● The input:
*****

//! Shareable result cards.
//!
//! `CardRenderer` is the seam; the HTTP edge only needs "metrics in, encoded
//! image and filename out". The bundled `SvgCardRenderer` draws a 1200×630
//! social-preview card as SVG so no raster/font stack is required.

use base64::Engine;
use chrono::{DateTime, Utc};
use serde::{Deserialize, Serialize};

#[derive(Debug, Clone, PartialEq, Serialize, Deserialize)]
pub struct ShareCard {
    pub download_mbps: f64,
    pub upload_mbps: f64,
    pub ping: f64,
    pub jitter: f64,
    pub quality_score: i64,
    pub grade: String,
    pub isp: String,
    pub location: String,
    pub server_region: String,
    pub timestamp: String,
    #[serde(default = "default_theme")]
    pub theme: String,
}

impl ShareCard {
    fn check_finite(&self) -> Result<(), CardError> {
        let metrics = [
            ("download_mbps", self.download_mbps),
            ("upload_mbps", self.upload_mbps),
            ("ping", self.ping),
            ("jitter", self.jitter),
        ];
        match metrics.iter().find(|(_, v)| !v.is_finite()) {
            Some((name, _)) => Err(CardError::NonFinite(*name)),
            None => Ok(()),
        }
    }
}

fn default_theme() -> String {
    "dark".to_string()
}

#[derive(Debug, Clone, PartialEq, Serialize, Deserialize)]
pub struct RenderedCard {
    pub image_base64: String,
    pub filename: String,
}

#[derive(Debug, thiserror::Error)]
pub enum CardError {
    #[error("{0} must be a finite number")]
    NonFinite(&'static str),
}

pub trait CardRenderer: Send + Sync {
    fn render(
        &self,
        card: &ShareCard,
        rendered_at: DateTime<Utc>,
    ) -> Result<RenderedCard, CardError>;
}

#[derive(Debug, Clone, Copy, PartialEq, Eq)]
pub enum Theme {
    Dark,
    Light,
}

impl Theme {
    /// Anything other than "dark" renders light, as the web client does.
    pub fn from_name(name: &str) -> Self {
        if name == "dark" {
            Theme::Dark
        } else {
            Theme::Light
        }
    }

    fn palette(self) -> Palette {
        match self {
            Theme::Dark => Palette {
                background: "#111827",
                card: "#1f2937",
                text_primary: "#ffffff",
                text_secondary: "#9ca3af",
            },
            Theme::Light => Palette {
                background: "#f9fafb",
                card: "#ffffff",
                text_primary: "#111827",
                text_secondary: "#6b7280",
            },
        }
    }
}

struct Palette {
    background: &'static str,
    card: &'static str,
    text_primary: &'static str,
    text_secondary: &'static str,
}

const ACCENT: &str = "#3b82f6";
const DOWNLOAD: &str = "#22c55e";
const UPLOAD: &str = "#a855f7";

fn grade_color(grade: &str) -> &'static str {
    match grade {
        "A+" | "A" => "#22c55e",
        "B" => "#eab308",
        "C" => "#f97316",
        "D" | "F" => "#ef4444",
        _ => ACCENT,
    }
}

#[derive(Debug, Clone, Copy, Default)]
pub struct SvgCardRenderer;

impl SvgCardRenderer {
    pub fn svg(&self, card: &ShareCard) -> String {
        let p = Theme::from_name(&card.theme).palette();
        let text = |x: u32, y: u32, size: u32, fill: &str, weight: &str, body: &str| {
            format!(
                r#"<text x="{x}" y="{y}" font-size="{size}" font-weight="{weight}" fill="{fill}">{}</text>"#,
                escape(body)
            )
        };

        let mut parts = vec![
            r#"<svg xmlns="http://www.w3.org/2000/svg" width="1200" height="630" viewBox="0 0 1200 630" font-family="DejaVu Sans, system-ui, sans-serif">"#
                .to_string(),
            format!(r#"<rect width="1200" height="630" fill="{}"/>"#, p.background),
            format!(
                r#"<rect x="40" y="40" width="1120" height="550" rx="16" fill="{}" stroke="{ACCENT}" stroke-width="2"/>"#,
                p.card
            ),
            text(80, 100, 36, ACCENT, "bold", "Speed Test Results"),
            format!(
                r#"<circle cx="1050" cy="100" r="50" fill="{}"/>"#,
                grade_color(&card.grade)
            ),
            text(1025, 115, 36, "#ffffff", "bold", &card.grade),
            text(
                1015,
                175,
                18,
                p.text_secondary,
                "normal",
                &format!("Score: {}", card.quality_score),
            ),
        ];

        let metrics = [
            (80, "↓ DOWNLOAD", DOWNLOAD, format!("{:.1}", card.download_mbps), "Mbps"),
            (450, "↑ UPLOAD", UPLOAD, format!("{:.1}", card.upload_mbps), "Mbps"),
            (800, "PING", ACCENT, format!("{:.0}", card.ping), "ms"),
            (1000, "JITTER", p.text_secondary, format!("{:.1}", card.jitter), "ms"),
        ];
        for (x, label, color, value, unit) in &metrics {
            parts.push(text(*x, 205, 24, color, "normal", label));
            parts.push(text(*x, 285, 72, p.text_primary, "bold", value));
            parts.push(text(*x, 320, 24, p.text_secondary, "normal", unit));
        }

        parts.push(format!(
            r#"<line x1="80" y1="350" x2="1120" y2="350" stroke="{}" stroke-width="1"/>"#,
            p.text_secondary
        ));

        let info = [
            (80, 405, "ISP:", truncate(&card.isp, 40)),
            (80, 450, "Location:", truncate(&card.location, 35)),
            (650, 405, "Server:", truncate(&card.server_region, 25)),
            (650, 450, "Tested:", truncate(&card.timestamp, 25)),
        ];
        for (x, y, label, value) in &info {
            parts.push(text(*x, *y, 24, p.text_secondary, "normal", label));
            parts.push(text(x + 130, *y, 24, p.text_primary, "normal", value));
        }

        parts.push(text(80, 560, 24, ACCENT, "normal", "SpeedTest Dashboard"));
        parts.push(text(920, 560, 24, p.text_secondary, "normal", "speedtest.app"));
        parts.push("</svg>".to_string());
        parts.join("\n")
    }
}

impl CardRenderer for SvgCardRenderer {
    fn render(
        &self,
        card: &ShareCard,
        rendered_at: DateTime<Utc>,
    ) -> Result<RenderedCard, CardError> {
        card.check_finite()?;
        let svg = self.svg(card);
        Ok(RenderedCard {
            image_base64: base64::engine::general_purpose::STANDARD.encode(svg.as_bytes()),
            filename: format!(
                "speedtest_result_{}.svg",
                rendered_at.format("%Y%m%d_%H%M%S")
            ),
        })
    }
}

fn truncate(s: &str, max_chars: usize) -> String {
    s.chars().take(max_chars).collect()
}

fn escape(s: &str) -> String {
    let mut out = String::with_capacity(s.len());
    for c in s.chars() {
        match c {
            '&' => out.push_str("&amp;"),
            '<' => out.push_str("&lt;"),
            '>' => out.push_str("&gt;"),
            '"' => out.push_str("&quot;"),
            '\'' => out.push_str("&apos;"),
            _ => out.push(c),
        }
    }
    out
}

*****

● Task item: Each line above needs to be repeated exactly, with nothing omitted.

● Exercise output:
//! Shareable result cards.
//!
//! `CardRenderer` is the seam; the HTTP edge only needs "metrics in, encoded
//! image and filename out". The bundled `SvgCardRenderer` draws a 1200×630
//! social-preview card as SVG so no raster/font stack is required.

use base64::Engine;
use chrono::{DateTime, Utc};
use serde::{Deserialize, Serialize};

#[derive(Debug, Clone, PartialEq, Serialize, Deserialize)]
pub struct ShareCard {
    pub download_mbps: f64,
    pub upload_mbps: f64,
    pub ping: f64,
    pub jitter: f64,
    pub quality_score: i64,
    pub grade: String,
    pub isp: String,
    pub location: String,
    pub server_region: String,
    pub timestamp: String,
    #[serde(default = "default_theme")]
    pub theme: String,
}

impl ShareCard {
    fn check_finite(&self) -> Result<(), CardError> {
        let metrics = [
            ("download_mbps", self.download_mbps),
            ("upload_mbps", self.upload_mbps),
            ("ping", self.ping),
            ("jitter", self.jitter),
        ];
        match metrics.iter().find(|(_, v)| !v.is_finite()) {
            Some((name, _)) => Err(CardError::NonFinite(*name)),
            None => Ok(()),
        }
    }
}

fn default_theme() -> String {
    "dark".to_string()
}

#[derive(Debug, Clone, PartialEq, Serialize, Deserialize)]
pub struct RenderedCard {
    pub image_base64: String,
    pub filename: String,
}

#[derive(Debug, thiserror::Error)]
pub enum CardError {
    #[error("{0} must be a finite number")]
    NonFinite(&'static str),
}

pub trait CardRenderer: Send + Sync {
    fn render(
        &self,
        card: &ShareCard,
        rendered_at: DateTime<Utc>,
    ) -> Result<RenderedCard, CardError>;
}

#[derive(Debug, Clone, Copy, PartialEq, Eq)]
pub enum Theme {
    Dark,
    Light,
}

impl Theme {
    /// Anything other than "dark" renders light, as the web client does.
    pub fn from_name(name: &str) -> Self {
        if name == "dark" {
            Theme::Dark
        } else {
            Theme::Light
        }
    }

    fn palette(self) -> Palette {
        match self {
            Theme::Dark => Palette {
                background: "#111827",
                card: "#1f2937",
                text_primary: "#ffffff",
                text_secondary: "#9ca3af",
            },
            Theme::Light => Palette {
                background: "#f9fafb",
                card: "#ffffff",
                text_primary: "#111827",
                text_secondary: "#6b7280",
            },
        }
    }
}

struct Palette {
    background: &'static str,
    card: &'static str,
    text_primary: &'static str,
    text_secondary: &'static str,
}

const ACCENT: &str = "#3b82f6";
const DOWNLOAD: &str = "#22c55e";
const UPLOAD: &str = "#a855f7";

fn grade_color(grade: &str) -> &'static str {
    match grade {
        "A+" | "A" => "#22c55e",
        "B" => "#eab308",
        "C" => "#f97316",
        "D" | "F" => "#ef4444",
        _ => ACCENT,
    }
}

#[derive(Debug, Clone, Copy, Default)]
pub struct SvgCardRenderer;

impl SvgCardRenderer {
    pub fn svg(&self, card: &ShareCard) -> String {
        let p = Theme::from_name(&card.theme).palette();
        let text = |x: u32, y: u32, size: u32, fill: &str, weight: &str, body: &str| {
            format!(
                r#"<text x="{x}" y="{y}" font-size="{size}" font-weight="{weight}" fill="{fill}">{}</text>"#,
                escape(body)
            )
        };

        let mut parts = vec![
            r#"<svg xmlns="http://www.w3.org/2000/svg" width="1200" height="630" viewBox="0 0 1200 630" font-family="DejaVu Sans, system-ui, sans-serif">"#
                .to_string(),
            format!(r#"<rect width="1200" height="630" fill="{}"/>"#, p.background),
            format!(
                r#"<rect x="40" y="40" width="1120" height="550" rx="16" fill="{}" stroke="{ACCENT}" stroke-width="2"/>"#,
                p.card
            ),
            text(80, 100, 36, ACCENT, "bold", "Speed Test Results"),
            format!(
                r#"<circle cx="1050" cy="100" r="50" fill="{}"/>"#,
                grade_color(&card.grade)
            ),
            text(1025, 115, 36, "#ffffff", "bold", &card.grade),
            text(
                1015,
                175,
                18,
                p.text_secondary,
                "normal",
                &format!("Score: {}", card.quality_score),
            ),
        ];

        let metrics = [
            (80, "↓ DOWNLOAD", DOWNLOAD, format!("{:.1}", card.download_mbps), "Mbps"),
            (450, "↑ UPLOAD", UPLOAD, format!("{:.1}", card.upload_mbps), "Mbps"),
            (800, "PING", ACCENT, format!("{:.0}", card.ping), "ms"),
            (1000, "JITTER", p.text_secondary, format!("{:.1}", card.jitter), "ms"),
        ];
        for (x, label, color, value, unit) in &metrics {
            parts.push(text(*x, 205, 24, color, "normal", label));
            parts.push(text(*x, 285, 72, p.text_primary, "bold", value));
            parts.push(text(*x, 320, 24, p.text_secondary, "normal", unit));
        }

        parts.push(format!(
            r#"<line x1="80" y1="350" x2="1120" y2="350" stroke="{}" stroke-width="1"/>"#,
            p.text_secondary
        ));

        let info = [
            (80, 405, "ISP:", truncate(&card.isp, 40)),
            (80, 450, "Location:", truncate(&card.location, 35)),
            (650, 405, "Server:", truncate(&card.server_region, 25)),
            (650, 450, "Tested:", truncate(&card.timestamp, 25)),
        ];
        for (x, y, label, value) in &info {
            parts.push(text(*x, *y, 24, p.text_secondary, "normal", label));
            parts.push(text(x + 130, *y, 24, p.text_primary, "normal", value));
        }

        parts.push(text(80, 560, 24, ACCENT, "normal", "SpeedTest Dashboard"));
        parts.push(text(920, 560, 24, p.text_secondary, "normal", "speedtest.app"));
        parts.push("</svg>".to_string());
        parts.join("\n")
    }
}

impl CardRenderer for SvgCardRenderer {
    fn render(
        &self,
        card: &ShareCard,
        rendered_at: DateTime<Utc>,
    ) -> Result<RenderedCard, CardError> {
        card.check_finite()?;
        let svg = self.svg(card);
        Ok(RenderedCard {
            image_base64: base64::engine::general_purpose::STANDARD.encode(svg.as_bytes()),
            filename: format!(
                "speedtest_result_{}.svg",
                rendered_at.format("%Y%m%d_%H%M%S")
            ),
        })
    }
}

fn truncate(s: &str, max_chars: usize) -> String {
    s.chars().take(max_chars).collect()
}

fn escape(s: &str) -> String {
    let mut out = String::with_capacity(s.len());
    for c in s.chars() {
        match c {
            '&' => out.push_str("&amp;"),
            '<' => out.push_str("&lt;"),
            '>' => out.push_str("&gt;"),
            '"' => out.push_str("&quot;"),
            '\'' => out.push_str("&apos;"),
            _ => out.push(c),
        }
    }
    out
}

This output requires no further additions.